Herald:The Biostar Herald for Wednesday, July 27, 2022
4 months ago
Biostar 1.3k

The Biostar Herald publishes user submitted links of bioinformatics relevance. It aims to provide a summary of interesting and relevant information you may have missed. You too can submit links here.

This edition of the Herald was brought to you by contribution from Istvan Albert, Rob, and was edited by Istvan Albert,

Benchmarking database systems for Genomic Selection implementation (www.ncbi.nlm.nih.gov)

We selected and benchmarked six popular open-source data storage systems, including relational database management and columnar storage systems.

We found that data extract times are greatly influenced by the orientation in which genotype data is stored in a system.

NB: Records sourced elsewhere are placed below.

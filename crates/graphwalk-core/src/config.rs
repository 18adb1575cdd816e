//! Graph description files and built-in presets
//!
//! Graphs are described in TOML (see [`GraphFile`]). Loading applies the
//! input policy that the graph model itself does not enforce: self-loop
//! edges are rejected, duplicate edges are accepted with a warning.

pub mod types;

use std::collections::HashSet;
use std::fs;
use std::path::Path;
use std::time::Duration;

use crate::error::{GraphwalkError, Result};
use crate::graph::{Graph, VertexId};

pub use types::{GraphFile, PlaybackConfig, Preset, DEFAULT_STEP_DELAY_MS};

impl GraphFile {
    /// Load and validate a graph file
    pub fn load(path: &Path) -> Result<Self> {
        if !path.exists() {
            return Err(GraphwalkError::GraphFileNotFound {
                path: path.to_path_buf(),
            });
        }
        let content = fs::read_to_string(path)?;
        let file: GraphFile =
            toml::from_str(&content).map_err(|e| GraphwalkError::InvalidGraphFile {
                path: path.to_path_buf(),
                reason: e.message().to_string(),
            })?;
        file.validate()?;
        tracing::debug!(
            path = %path.display(),
            directed = file.directed,
            edges = file.edges.len(),
            vertices = file.vertices.len(),
            "graph_file_loaded"
        );
        Ok(file)
    }

    /// Parse a graph description from a TOML string
    pub fn parse(content: &str) -> Result<Self> {
        let file: GraphFile = toml::from_str(content)?;
        file.validate()?;
        Ok(file)
    }

    /// Graph description for a built-in preset
    pub fn from_preset(preset: Preset) -> Self {
        GraphFile {
            directed: false,
            vertices: Vec::new(),
            edges: preset.edges().to_vec(),
            playback: PlaybackConfig::default(),
        }
    }

    /// Serialize back to TOML
    pub fn to_toml(&self) -> Result<String> {
        toml::to_string(self).map_err(|e| GraphwalkError::Other(e.to_string()))
    }

    /// Reject self-loops; report duplicate edges.
    pub fn validate(&self) -> Result<()> {
        let mut seen: HashSet<(VertexId, VertexId)> = HashSet::with_capacity(self.edges.len());
        for &[u, v] in &self.edges {
            if u == v {
                return Err(GraphwalkError::SelfLoop { vertex: u });
            }
            let key = if self.directed || u < v { (u, v) } else { (v, u) };
            if !seen.insert(key) {
                tracing::warn!(from = u, to = v, "duplicate edge");
            }
        }
        Ok(())
    }

    /// Build the graph: edges in file order, then standalone vertices.
    pub fn build(&self) -> Graph {
        let mut graph = Graph::new(self.directed);
        for &[u, v] in &self.edges {
            graph.add_edge(u, v);
        }
        for &vertex in &self.vertices {
            graph.ensure_vertex(vertex);
        }
        graph
    }

    pub fn step_delay(&self) -> Duration {
        Duration::from_millis(self.playback.step_delay_ms)
    }
}

#[cfg(test)]
mod tests {
    use super::*;
    use tempfile::tempdir;

    #[test]
    fn test_parse_full_file() {
        let file = GraphFile::parse(
            r#"
directed = true
vertices = [9]
edges = [[0, 1], [1, 2]]

[playback]
step_delay_ms = 250
"#,
        )
        .unwrap();

        assert!(file.directed);
        assert_eq!(file.vertices, vec![9]);
        assert_eq!(file.edges, vec![[0, 1], [1, 2]]);
        assert_eq!(file.step_delay(), Duration::from_millis(250));
    }

    #[test]
    fn test_parse_defaults() {
        let file = GraphFile::parse("edges = [[3, 4]]").unwrap();
        assert!(!file.directed);
        assert!(file.vertices.is_empty());
        assert_eq!(file.playback.step_delay_ms, DEFAULT_STEP_DELAY_MS);
    }

    #[test]
    fn test_parse_rejects_unknown_fields() {
        let err = GraphFile::parse("weights = [1]").unwrap_err();
        assert!(matches!(err, GraphwalkError::Toml(_)));
    }

    #[test]
    fn test_self_loop_rejected() {
        let err = GraphFile::parse("edges = [[0, 1], [2, 2]]").unwrap_err();
        assert!(matches!(err, GraphwalkError::SelfLoop { vertex: 2 }));
    }

    #[test]
    fn test_duplicate_edges_accepted() {
        let file = GraphFile::parse("edges = [[0, 1], [1, 0], [0, 1]]").unwrap();
        let graph = file.build();
        assert_eq!(graph.adjacent(0), &[1, 1, 1]);
    }

    #[test]
    fn test_build_adds_isolated_vertices() {
        let file = GraphFile::parse("vertices = [9, 0]\nedges = [[0, 1]]").unwrap();
        let graph = file.build();
        assert_eq!(graph.vertices(), vec![0, 1, 9]);
        assert!(graph.adjacent(9).is_empty());
    }

    #[test]
    fn test_console_preset() {
        let graph = GraphFile::from_preset(Preset::Console).build();
        assert_eq!(graph.vertices(), vec![0, 1, 2, 3, 4, 5]);
        assert_eq!(graph.adjacent(4), &[2, 3, 5]);
        assert!(!graph.is_directed());
    }

    #[test]
    fn test_visual_preset() {
        let graph = GraphFile::from_preset(Preset::Visual).build();
        assert_eq!(graph.vertex_count(), 10);
        assert_eq!(graph.edge_count(), 15);
        assert_eq!(graph.adjacent(0), &[3, 7, 8]);
    }

    #[test]
    fn test_preset_from_str() {
        assert_eq!("Visual".parse::<Preset>().unwrap(), Preset::Visual);
        assert!("grid".parse::<Preset>().is_err());
    }

    #[test]
    fn test_load_missing_file() {
        let dir = tempdir().unwrap();
        let err = GraphFile::load(&dir.path().join("missing.toml")).unwrap_err();
        assert!(matches!(err, GraphwalkError::GraphFileNotFound { .. }));
    }

    #[test]
    fn test_load_invalid_toml() {
        let dir = tempdir().unwrap();
        let path = dir.path().join("graph.toml");
        fs::write(&path, "edges = [[0, 1]").unwrap();
        let err = GraphFile::load(&path).unwrap_err();
        assert!(matches!(err, GraphwalkError::InvalidGraphFile { .. }));
    }

    #[test]
    fn test_load_roundtrip_through_disk() {
        let dir = tempdir().unwrap();
        let path = dir.path().join("graph.toml");
        let original = GraphFile::from_preset(Preset::Visual);
        fs::write(&path, original.to_toml().unwrap()).unwrap();
        assert_eq!(GraphFile::load(&path).unwrap(), original);
    }
}
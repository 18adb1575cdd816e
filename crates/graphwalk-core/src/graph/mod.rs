//! Graph model and traversal engine
//!
//! Provides the pieces for step-by-step traversal demonstrations:
//! - Adjacency-list graph with eager symmetric closure for undirected edges
//! - DFS and BFS as lazy event iterators that sweep every component
//! - Playback driver that hands events from a producer thread to an observer
//! - Adjacency provider trait for pluggable graph sources

pub mod adjacency;
pub mod algos;
pub mod playback;
pub mod traversal;
pub mod types;
pub mod walk;

pub use adjacency::{EdgePair, Graph};
pub use algos::{Bfs, CancelToken, Dfs};
pub use playback::{play, PlaybackOptions, TraversalObserver};
pub use traversal::AdjacencyProvider;
pub use types::{
    Algorithm, TraversalEvent, TraversalOptions, TraversalStats, TraversalSummary, VertexId,
    Visit,
};
pub use walk::{visit_order, Traversal};
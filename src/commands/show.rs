//! `graphwalk show` command
//!
//! Prints the adjacency list followed by the edge list.

use crate::cli::{Cli, OutputFormat};
use graphwalk_core::error::Result;
use graphwalk_core::graph::Graph;
use graphwalk_core::records::{join_vertices, join_vertices_csv};

/// Execute the show command
pub fn execute(cli: &Cli, graph: &Graph) -> Result<()> {
    match cli.format {
        OutputFormat::Json => output_json(graph)?,
        OutputFormat::Human => output_human(cli, graph),
        OutputFormat::Records => output_records(graph),
    }
    Ok(())
}

/// Connector drawn between edge endpoints
fn edge_connector(graph: &Graph) -> &'static str {
    if graph.is_directed() {
        "-->"
    } else {
        "---"
    }
}

fn output_human(cli: &Cli, graph: &Graph) {
    if graph.vertex_count() == 0 {
        if !cli.quiet {
            println!("Graph is empty");
        }
        return;
    }

    println!("Adjacency list:");
    for (vertex, neighbors) in graph.iter() {
        println!("  Vertex {}: {}", vertex, join_vertices(neighbors));
    }
    println!();

    println!("Edges:");
    let connector = edge_connector(graph);
    for edge in graph.edges() {
        println!("  {} {} {}", edge.from, connector, edge.to);
    }

    if !cli.quiet {
        println!();
        println!(
            "{} vertices, {} edges ({})",
            graph.vertex_count(),
            graph.edge_count(),
            if graph.is_directed() {
                "directed"
            } else {
                "undirected"
            }
        );
    }
}

fn output_json(graph: &Graph) -> Result<()> {
    let adjacency: Vec<serde_json::Value> = graph
        .iter()
        .map(|(vertex, neighbors)| {
            serde_json::json!({
                "vertex": vertex,
                "neighbors": neighbors,
            })
        })
        .collect();

    let output = serde_json::json!({
        "directed": graph.is_directed(),
        "vertices": graph.vertices(),
        "adjacency": adjacency,
        "edges": graph.edges(),
    });
    println!("{}", serde_json::to_string_pretty(&output)?);
    Ok(())
}

fn output_records(graph: &Graph) {
    println!(
        "H graphwalk=1 records=1 mode=show directed={} vertices={} edges={}",
        graph.is_directed(),
        graph.vertex_count(),
        graph.edge_count()
    );
    for (vertex, neighbors) in graph.iter() {
        println!("A {} {}", vertex, join_vertices_csv(neighbors));
    }
    for edge in graph.edges() {
        println!("E {} {}", edge.from, edge.to);
    }
}
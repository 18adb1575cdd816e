use crate::graph::algos::{Bfs, CancelToken, Dfs};
use crate::graph::traversal::AdjacencyProvider;
use crate::graph::types::{
    Algorithm, TraversalEvent, TraversalOptions, TraversalStats, TraversalSummary, VertexId,
};
use std::iter::FusedIterator;

/// A running traversal of either kind.
pub enum Traversal<'g, G: AdjacencyProvider + ?Sized> {
    Dfs(Dfs<'g, G>),
    Bfs(Bfs<'g, G>),
}

impl<'g, G: AdjacencyProvider + ?Sized> Traversal<'g, G> {
    pub fn algorithm(&self) -> Algorithm {
        match self {
            Traversal::Dfs(_) => Algorithm::Dfs,
            Traversal::Bfs(_) => Algorithm::Bfs,
        }
    }

    pub fn stats(&self) -> TraversalStats {
        match self {
            Traversal::Dfs(t) => t.stats(),
            Traversal::Bfs(t) => t.stats(),
        }
    }

    pub fn is_cancelled(&self) -> bool {
        match self {
            Traversal::Dfs(t) => t.is_cancelled(),
            Traversal::Bfs(t) => t.is_cancelled(),
        }
    }

    /// Drain the traversal into a summary of its visit order, components
    /// and stats. Individual events are not kept.
    pub fn summarize(mut self, start: VertexId) -> TraversalSummary {
        let mut summary = TraversalSummary::new(self.algorithm(), start);
        for event in self.by_ref() {
            summary.observe(&event);
        }
        summary.stats = self.stats();
        summary.cancelled = self.is_cancelled();
        crate::log_traversal_stats!(summary.stats, self.algorithm().as_str());
        summary
    }
}

impl<G: AdjacencyProvider + ?Sized> Iterator for Traversal<'_, G> {
    type Item = TraversalEvent;

    fn next(&mut self) -> Option<TraversalEvent> {
        match self {
            Traversal::Dfs(t) => t.next(),
            Traversal::Bfs(t) => t.next(),
        }
    }
}

impl<G: AdjacencyProvider + ?Sized> FusedIterator for Traversal<'_, G> {}

impl Algorithm {
    /// Start a full traversal (with component sweep) from `start`.
    pub fn traverse<'g, G: AdjacencyProvider + ?Sized>(
        self,
        graph: &'g G,
        start: VertexId,
    ) -> Traversal<'g, G> {
        self.traverse_with(graph, start, TraversalOptions::default(), None)
    }

    pub fn traverse_with<'g, G: AdjacencyProvider + ?Sized>(
        self,
        graph: &'g G,
        start: VertexId,
        opts: TraversalOptions,
        cancel: Option<CancelToken>,
    ) -> Traversal<'g, G> {
        match (self, cancel) {
            (Algorithm::Dfs, None) => Traversal::Dfs(Dfs::with_options(graph, start, opts)),
            (Algorithm::Dfs, Some(token)) => {
                Traversal::Dfs(Dfs::with_options(graph, start, opts).with_cancel(token))
            }
            (Algorithm::Bfs, None) => Traversal::Bfs(Bfs::with_options(graph, start, opts)),
            (Algorithm::Bfs, Some(token)) => {
                Traversal::Bfs(Bfs::with_options(graph, start, opts).with_cancel(token))
            }
        }
    }
}

/// Visited vertices of a full traversal, in step order. Frontier snapshots
/// are not taken.
pub fn visit_order<G: AdjacencyProvider + ?Sized>(
    graph: &G,
    algorithm: Algorithm,
    start: VertexId,
) -> Vec<VertexId> {
    algorithm
        .traverse(graph, start)
        .filter_map(|event| event.as_visit().map(|visit| visit.vertex))
        .collect()
}
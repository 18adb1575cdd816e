//! Command implementations for all graphwalk commands

use crate::cli::Commands;
use crate::commands::dispatch::command::{Command, CommandContext};
use graphwalk_core::error::Result;

impl Command for Commands {
    fn execute(&self, ctx: &CommandContext) -> Result<()> {
        dispatch_command::execute(self, ctx)
    }
}

pub(super) mod dispatch_command {
    use super::*;

    use crate::cli::TraverseArgs;
    use crate::commands::dispatch::command::require_vertex;
    use crate::commands::{show, traverse};
    use graphwalk_core::graph::Algorithm;

    pub(super) fn execute(cmd: &Commands, ctx: &CommandContext) -> Result<()> {
        match cmd {
            Commands::Show => execute_show(ctx),
            Commands::Dfs(args) => execute_traverse(ctx, Algorithm::Dfs, args),
            Commands::Bfs(args) => execute_traverse(ctx, Algorithm::Bfs, args),
            Commands::Traverse(args) => execute_traverse(ctx, args.algorithm, &args.traverse),
        }
    }

    fn execute_show(ctx: &CommandContext) -> Result<()> {
        let loaded = ctx.load_graph()?;
        show::execute(ctx.cli, &loaded.graph)
    }

    fn execute_traverse(
        ctx: &CommandContext,
        algorithm: Algorithm,
        args: &TraverseArgs,
    ) -> Result<()> {
        let loaded = ctx.load_graph()?;
        require_vertex(&loaded.graph, args.start)?;
        let step_delay = match args.delay_ms {
            Some(ms) => std::time::Duration::from_millis(ms),
            None => loaded.step_delay,
        };
        traverse::execute(
            ctx.cli,
            &loaded.graph,
            traverse::TraverseOptions {
                algorithm,
                start: args.start,
                step_delay,
                sweep_components: !args.no_sweep,
                show_frontier: !args.no_frontier,
            },
        )
    }
}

HDF5 consistently performed best, in part because it can more efficiently work with both orientations of the allele matrix.

submitted by: Istvan Albert

Introduction - Polars - User Guide (pola-rs.github.io)

Polars is a blazingly fast DataFrames library implemented in Rust using Apache Arrow Columnar Format as the memory model.

submitted by: Istvan Albert

Comparison of Transformations for Single-Cell RNA-Seq Data | bioRxiv (www.biorxiv.org)

This work provides a comparison of many methods for single-cell count normalization, including approaches based on the delta method, approaches based on model residuals, approaches based on latent expression, and approaches using factor analysis. Perhaps surprisingly, the authors find:

in benchmarks using simulated and real-world data, it turns out that a rather simple approach, namely, the logarithm with a pseudo-count followed by principal component analysis, performs as well or better than the more sophisticated alternatives.

submitted by: Rob

orsum: a Python package for filtering and comparing enrichment analyses using a simple principle | BMC Bioinformatics | Full Text (bmcbioinformatics.biomedcentral.com)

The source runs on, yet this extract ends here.